◆ How to complete this task
Return each line exactly as written. Begin with the first line of the entries and end with the line that has "pub fn builtin()".
>>>
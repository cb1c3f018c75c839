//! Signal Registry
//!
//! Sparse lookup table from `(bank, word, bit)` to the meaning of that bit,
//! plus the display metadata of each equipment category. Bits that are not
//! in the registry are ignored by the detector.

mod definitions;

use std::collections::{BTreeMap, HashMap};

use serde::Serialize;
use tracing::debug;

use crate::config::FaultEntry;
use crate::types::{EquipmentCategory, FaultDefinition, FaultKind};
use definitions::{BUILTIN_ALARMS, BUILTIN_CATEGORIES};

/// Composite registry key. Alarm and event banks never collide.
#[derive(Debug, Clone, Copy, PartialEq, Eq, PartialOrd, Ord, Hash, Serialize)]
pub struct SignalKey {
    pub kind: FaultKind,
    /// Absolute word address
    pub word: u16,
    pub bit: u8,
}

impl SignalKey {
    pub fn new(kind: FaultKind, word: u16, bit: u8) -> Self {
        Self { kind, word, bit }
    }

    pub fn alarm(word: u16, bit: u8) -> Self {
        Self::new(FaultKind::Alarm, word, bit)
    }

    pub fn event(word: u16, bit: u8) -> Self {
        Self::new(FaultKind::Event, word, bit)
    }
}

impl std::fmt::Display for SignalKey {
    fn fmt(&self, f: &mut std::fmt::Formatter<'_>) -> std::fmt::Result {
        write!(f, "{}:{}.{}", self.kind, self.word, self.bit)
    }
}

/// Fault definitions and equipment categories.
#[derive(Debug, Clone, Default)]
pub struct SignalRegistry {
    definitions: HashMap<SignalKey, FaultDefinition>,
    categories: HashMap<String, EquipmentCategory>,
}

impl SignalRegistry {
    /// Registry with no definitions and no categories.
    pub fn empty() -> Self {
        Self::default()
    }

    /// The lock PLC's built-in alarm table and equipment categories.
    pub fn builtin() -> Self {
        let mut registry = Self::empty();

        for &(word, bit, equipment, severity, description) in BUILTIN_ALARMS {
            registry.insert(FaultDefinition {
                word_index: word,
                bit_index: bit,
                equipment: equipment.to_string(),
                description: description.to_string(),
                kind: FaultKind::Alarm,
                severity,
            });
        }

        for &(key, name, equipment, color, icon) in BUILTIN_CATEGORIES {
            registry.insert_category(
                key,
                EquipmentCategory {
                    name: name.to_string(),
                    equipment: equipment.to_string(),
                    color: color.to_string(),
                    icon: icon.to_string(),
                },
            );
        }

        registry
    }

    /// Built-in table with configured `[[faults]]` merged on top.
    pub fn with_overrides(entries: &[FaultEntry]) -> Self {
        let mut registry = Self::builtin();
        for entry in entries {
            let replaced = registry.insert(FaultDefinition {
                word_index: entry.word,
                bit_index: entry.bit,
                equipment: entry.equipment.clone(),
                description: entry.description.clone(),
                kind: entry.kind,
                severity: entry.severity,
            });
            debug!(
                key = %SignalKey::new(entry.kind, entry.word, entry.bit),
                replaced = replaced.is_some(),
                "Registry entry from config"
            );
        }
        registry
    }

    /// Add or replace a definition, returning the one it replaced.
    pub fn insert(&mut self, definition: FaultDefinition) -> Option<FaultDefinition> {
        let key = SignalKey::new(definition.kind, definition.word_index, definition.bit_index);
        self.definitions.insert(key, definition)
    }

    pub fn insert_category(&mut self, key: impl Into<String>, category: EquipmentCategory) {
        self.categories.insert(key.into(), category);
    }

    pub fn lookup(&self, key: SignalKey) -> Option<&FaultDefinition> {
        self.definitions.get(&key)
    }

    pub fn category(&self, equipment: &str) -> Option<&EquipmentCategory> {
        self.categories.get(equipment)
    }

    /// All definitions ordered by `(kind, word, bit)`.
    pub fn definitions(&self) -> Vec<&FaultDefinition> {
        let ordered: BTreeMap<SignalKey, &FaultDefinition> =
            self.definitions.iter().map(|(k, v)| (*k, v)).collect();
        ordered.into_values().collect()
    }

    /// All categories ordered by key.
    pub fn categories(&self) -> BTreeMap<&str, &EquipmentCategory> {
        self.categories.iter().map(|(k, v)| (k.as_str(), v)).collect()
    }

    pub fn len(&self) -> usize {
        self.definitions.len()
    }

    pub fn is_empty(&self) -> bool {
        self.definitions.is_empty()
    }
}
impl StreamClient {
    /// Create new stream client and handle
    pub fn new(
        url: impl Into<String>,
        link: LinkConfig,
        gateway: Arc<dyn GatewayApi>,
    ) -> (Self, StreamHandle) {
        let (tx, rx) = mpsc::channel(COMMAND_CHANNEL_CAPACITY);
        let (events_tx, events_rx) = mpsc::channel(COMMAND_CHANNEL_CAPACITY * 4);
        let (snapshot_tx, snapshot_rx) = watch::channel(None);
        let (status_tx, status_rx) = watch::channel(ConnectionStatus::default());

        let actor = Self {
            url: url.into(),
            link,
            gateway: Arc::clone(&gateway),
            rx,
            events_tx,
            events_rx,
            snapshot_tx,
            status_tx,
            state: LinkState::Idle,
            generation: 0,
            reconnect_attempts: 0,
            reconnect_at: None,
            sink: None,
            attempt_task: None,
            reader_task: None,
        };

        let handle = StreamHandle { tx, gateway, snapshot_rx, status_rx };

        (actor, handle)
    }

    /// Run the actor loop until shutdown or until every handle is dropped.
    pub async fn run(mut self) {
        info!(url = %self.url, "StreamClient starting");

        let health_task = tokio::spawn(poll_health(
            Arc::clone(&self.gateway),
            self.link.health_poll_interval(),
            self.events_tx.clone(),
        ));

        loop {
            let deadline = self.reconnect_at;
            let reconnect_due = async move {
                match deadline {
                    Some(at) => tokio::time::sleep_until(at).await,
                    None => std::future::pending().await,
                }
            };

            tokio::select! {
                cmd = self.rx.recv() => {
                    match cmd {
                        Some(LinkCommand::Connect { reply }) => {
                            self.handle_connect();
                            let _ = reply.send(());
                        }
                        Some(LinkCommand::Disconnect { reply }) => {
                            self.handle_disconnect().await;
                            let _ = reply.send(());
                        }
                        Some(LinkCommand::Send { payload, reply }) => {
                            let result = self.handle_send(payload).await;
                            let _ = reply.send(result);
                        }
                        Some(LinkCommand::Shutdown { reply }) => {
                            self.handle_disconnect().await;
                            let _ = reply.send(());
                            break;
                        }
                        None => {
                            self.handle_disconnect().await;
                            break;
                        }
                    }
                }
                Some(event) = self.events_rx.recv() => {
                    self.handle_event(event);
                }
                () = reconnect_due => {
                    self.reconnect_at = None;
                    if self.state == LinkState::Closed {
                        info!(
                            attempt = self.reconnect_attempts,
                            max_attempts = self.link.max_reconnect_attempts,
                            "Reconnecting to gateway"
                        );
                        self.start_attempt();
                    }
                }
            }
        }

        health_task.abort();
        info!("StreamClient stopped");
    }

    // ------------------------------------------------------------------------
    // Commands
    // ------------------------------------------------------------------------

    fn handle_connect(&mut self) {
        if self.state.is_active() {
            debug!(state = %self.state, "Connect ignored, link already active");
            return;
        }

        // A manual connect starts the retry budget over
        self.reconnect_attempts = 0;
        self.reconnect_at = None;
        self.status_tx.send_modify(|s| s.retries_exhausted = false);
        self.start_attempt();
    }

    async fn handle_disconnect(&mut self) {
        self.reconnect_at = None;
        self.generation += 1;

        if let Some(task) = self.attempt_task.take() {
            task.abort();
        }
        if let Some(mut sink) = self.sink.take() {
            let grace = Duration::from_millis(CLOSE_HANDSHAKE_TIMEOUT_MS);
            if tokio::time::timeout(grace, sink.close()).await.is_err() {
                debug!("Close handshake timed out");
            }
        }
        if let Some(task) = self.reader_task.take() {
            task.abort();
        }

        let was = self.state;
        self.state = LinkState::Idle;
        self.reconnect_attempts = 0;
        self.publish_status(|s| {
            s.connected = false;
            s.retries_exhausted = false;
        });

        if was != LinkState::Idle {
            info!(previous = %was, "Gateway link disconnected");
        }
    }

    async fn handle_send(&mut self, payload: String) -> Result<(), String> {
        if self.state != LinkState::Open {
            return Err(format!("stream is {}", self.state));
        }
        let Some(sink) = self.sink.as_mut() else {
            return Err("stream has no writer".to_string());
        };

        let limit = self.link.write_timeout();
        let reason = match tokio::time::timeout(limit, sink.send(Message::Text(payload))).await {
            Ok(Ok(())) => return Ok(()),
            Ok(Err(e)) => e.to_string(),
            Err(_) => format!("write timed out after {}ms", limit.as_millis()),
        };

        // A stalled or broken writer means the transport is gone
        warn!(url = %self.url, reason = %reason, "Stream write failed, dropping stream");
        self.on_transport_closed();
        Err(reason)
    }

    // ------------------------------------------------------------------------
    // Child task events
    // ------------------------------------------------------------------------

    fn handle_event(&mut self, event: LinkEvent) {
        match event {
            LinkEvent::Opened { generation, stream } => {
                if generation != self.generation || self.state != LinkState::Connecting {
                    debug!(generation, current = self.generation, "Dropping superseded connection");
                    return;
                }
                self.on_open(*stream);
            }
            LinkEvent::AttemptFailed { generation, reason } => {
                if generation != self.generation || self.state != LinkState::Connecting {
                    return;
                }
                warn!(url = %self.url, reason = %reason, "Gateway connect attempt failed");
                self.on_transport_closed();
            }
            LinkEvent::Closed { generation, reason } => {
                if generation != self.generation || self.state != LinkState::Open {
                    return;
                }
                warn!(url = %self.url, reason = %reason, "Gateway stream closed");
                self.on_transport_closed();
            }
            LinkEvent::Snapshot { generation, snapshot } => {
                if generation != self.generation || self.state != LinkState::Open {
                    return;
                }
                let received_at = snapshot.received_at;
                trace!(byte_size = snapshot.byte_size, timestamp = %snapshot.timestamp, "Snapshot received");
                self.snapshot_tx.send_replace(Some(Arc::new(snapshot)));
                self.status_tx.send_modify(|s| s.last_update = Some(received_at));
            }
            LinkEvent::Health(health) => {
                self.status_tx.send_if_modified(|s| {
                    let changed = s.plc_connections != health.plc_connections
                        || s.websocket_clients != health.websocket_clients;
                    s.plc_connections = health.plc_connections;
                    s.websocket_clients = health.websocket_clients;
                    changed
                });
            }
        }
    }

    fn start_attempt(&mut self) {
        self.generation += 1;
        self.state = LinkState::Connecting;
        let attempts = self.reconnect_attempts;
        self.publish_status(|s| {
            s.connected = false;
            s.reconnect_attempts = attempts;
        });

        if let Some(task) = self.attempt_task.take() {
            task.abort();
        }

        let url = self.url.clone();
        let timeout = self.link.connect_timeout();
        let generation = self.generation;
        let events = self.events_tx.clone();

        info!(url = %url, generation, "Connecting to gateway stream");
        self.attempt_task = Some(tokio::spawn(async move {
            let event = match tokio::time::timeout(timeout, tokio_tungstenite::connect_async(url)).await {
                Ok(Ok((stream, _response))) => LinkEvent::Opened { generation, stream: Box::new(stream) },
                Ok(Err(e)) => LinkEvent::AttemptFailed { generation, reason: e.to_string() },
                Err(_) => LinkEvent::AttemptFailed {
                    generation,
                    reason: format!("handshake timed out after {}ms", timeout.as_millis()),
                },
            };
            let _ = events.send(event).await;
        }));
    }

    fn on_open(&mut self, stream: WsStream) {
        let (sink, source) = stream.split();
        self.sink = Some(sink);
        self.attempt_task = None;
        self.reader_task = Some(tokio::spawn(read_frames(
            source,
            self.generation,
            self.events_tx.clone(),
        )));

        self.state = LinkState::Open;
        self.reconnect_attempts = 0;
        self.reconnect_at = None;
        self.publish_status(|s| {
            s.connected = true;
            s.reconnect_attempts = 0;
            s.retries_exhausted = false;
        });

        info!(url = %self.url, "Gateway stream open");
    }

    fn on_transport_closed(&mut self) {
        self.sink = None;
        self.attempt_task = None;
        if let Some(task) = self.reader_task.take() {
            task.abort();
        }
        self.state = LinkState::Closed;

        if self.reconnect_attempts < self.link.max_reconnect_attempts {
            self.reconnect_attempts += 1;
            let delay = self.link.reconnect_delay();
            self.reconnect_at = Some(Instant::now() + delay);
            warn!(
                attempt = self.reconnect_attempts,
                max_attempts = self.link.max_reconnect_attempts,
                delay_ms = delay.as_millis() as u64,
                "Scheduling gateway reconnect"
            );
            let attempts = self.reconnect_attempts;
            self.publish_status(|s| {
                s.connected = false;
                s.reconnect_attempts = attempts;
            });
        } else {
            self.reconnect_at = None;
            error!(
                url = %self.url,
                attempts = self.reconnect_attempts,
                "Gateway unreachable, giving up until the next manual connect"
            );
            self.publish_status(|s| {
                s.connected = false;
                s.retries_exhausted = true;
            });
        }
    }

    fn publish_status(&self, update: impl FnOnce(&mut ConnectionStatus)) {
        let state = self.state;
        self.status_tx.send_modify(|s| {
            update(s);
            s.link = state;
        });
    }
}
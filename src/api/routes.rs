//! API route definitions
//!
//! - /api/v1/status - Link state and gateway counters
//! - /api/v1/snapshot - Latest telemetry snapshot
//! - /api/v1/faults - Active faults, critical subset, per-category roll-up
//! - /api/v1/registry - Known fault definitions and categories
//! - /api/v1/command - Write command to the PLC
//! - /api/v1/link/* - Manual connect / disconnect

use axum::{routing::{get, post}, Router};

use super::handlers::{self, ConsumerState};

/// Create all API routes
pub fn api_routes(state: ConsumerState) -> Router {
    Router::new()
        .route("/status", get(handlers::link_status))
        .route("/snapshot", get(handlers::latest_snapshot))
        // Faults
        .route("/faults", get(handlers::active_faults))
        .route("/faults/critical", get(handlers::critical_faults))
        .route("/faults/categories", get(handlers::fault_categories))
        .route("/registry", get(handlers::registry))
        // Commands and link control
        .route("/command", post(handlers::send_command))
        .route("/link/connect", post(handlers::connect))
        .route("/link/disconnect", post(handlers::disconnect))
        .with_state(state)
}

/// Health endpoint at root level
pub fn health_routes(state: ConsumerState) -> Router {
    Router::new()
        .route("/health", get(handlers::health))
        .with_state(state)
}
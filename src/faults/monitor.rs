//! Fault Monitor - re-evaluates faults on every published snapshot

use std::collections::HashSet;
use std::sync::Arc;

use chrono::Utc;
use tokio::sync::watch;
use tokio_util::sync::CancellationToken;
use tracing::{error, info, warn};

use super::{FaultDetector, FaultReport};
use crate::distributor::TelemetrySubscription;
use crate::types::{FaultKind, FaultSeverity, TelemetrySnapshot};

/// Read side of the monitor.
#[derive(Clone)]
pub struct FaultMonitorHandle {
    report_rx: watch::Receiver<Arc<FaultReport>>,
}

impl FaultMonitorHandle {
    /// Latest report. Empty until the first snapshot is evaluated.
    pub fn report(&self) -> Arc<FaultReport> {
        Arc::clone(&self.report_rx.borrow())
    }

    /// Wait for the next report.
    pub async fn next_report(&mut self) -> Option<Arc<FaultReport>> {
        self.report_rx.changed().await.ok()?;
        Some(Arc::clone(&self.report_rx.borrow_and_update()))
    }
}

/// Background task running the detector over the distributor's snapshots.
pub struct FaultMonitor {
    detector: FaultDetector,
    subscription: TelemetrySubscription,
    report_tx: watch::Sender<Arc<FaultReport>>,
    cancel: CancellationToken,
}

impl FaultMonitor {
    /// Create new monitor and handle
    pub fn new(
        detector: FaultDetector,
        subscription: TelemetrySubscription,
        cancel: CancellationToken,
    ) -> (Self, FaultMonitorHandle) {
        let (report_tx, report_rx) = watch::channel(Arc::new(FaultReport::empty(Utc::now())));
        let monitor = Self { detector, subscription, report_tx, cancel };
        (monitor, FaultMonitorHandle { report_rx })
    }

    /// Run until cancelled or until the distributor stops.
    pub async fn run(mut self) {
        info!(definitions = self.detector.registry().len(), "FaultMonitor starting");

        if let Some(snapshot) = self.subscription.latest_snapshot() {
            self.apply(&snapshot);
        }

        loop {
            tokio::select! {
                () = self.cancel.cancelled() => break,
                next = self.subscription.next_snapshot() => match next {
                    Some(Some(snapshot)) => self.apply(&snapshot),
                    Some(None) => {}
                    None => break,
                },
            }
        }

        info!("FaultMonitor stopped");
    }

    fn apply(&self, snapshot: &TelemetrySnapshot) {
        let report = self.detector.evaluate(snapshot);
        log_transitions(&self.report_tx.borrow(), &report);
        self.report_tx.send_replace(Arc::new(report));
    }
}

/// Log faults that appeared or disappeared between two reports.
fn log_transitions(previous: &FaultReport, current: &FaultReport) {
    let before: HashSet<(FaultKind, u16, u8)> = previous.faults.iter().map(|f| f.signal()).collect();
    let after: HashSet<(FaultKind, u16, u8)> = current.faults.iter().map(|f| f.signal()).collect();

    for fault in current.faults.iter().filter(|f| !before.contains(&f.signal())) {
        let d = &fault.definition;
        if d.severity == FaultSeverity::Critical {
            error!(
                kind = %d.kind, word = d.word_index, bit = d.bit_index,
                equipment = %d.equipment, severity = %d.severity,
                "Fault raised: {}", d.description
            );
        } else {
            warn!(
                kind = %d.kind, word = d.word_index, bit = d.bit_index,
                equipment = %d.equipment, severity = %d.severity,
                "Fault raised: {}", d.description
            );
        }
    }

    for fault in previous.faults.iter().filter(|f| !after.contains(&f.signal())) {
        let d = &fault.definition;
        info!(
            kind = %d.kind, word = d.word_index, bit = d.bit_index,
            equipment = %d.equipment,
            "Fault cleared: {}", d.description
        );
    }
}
<<<
◆ Response
repository cb1c3f018c75c839
//! Signal Registry
//!
//! Sparse lookup table from `(bank, word, bit)` to the meaning of that bit,
//! plus the display metadata of each equipment category. Bits that are not
//! in the registry are ignored by the detector.

mod definitions;

use std::collections::{BTreeMap, HashMap};

use serde::Serialize;
use tracing::debug;

use crate::config::FaultEntry;
use crate::types::{EquipmentCategory, FaultDefinition, FaultKind};
use definitions::{BUILTIN_ALARMS, BUILTIN_CATEGORIES};

/// Composite registry key. Alarm and event banks never collide.
#[derive(Debug, Clone, Copy, PartialEq, Eq, PartialOrd, Ord, Hash, Serialize)]
pub struct SignalKey {
    pub kind: FaultKind,
    /// Absolute word address
    pub word: u16,
    pub bit: u8,
}

impl SignalKey {
    pub fn new(kind: FaultKind, word: u16, bit: u8) -> Self {
        Self { kind, word, bit }
    }

    pub fn alarm(word: u16, bit: u8) -> Self {
        Self::new(FaultKind::Alarm, word, bit)
    }

    pub fn event(word: u16, bit: u8) -> Self {
        Self::new(FaultKind::Event, word, bit)
    }
}

impl std::fmt::Display for SignalKey {
    fn fmt(&self, f: &mut std::fmt::Formatter<'_>) -> std::fmt::Result {
        write!(f, "{}:{}.{}", self.kind, self.word, self.bit)
    }
}

/// Fault definitions and equipment categories.
#[derive(Debug, Clone, Default)]
pub struct SignalRegistry {
    definitions: HashMap<SignalKey, FaultDefinition>,
    categories: HashMap<String, EquipmentCategory>,
}

impl SignalRegistry {
    /// Registry with no definitions and no categories.
    pub fn empty() -> Self {
        Self::default()
    }

    /// The lock PLC's built-in alarm table and equipment categories.
    pub fn builtin() -> Self {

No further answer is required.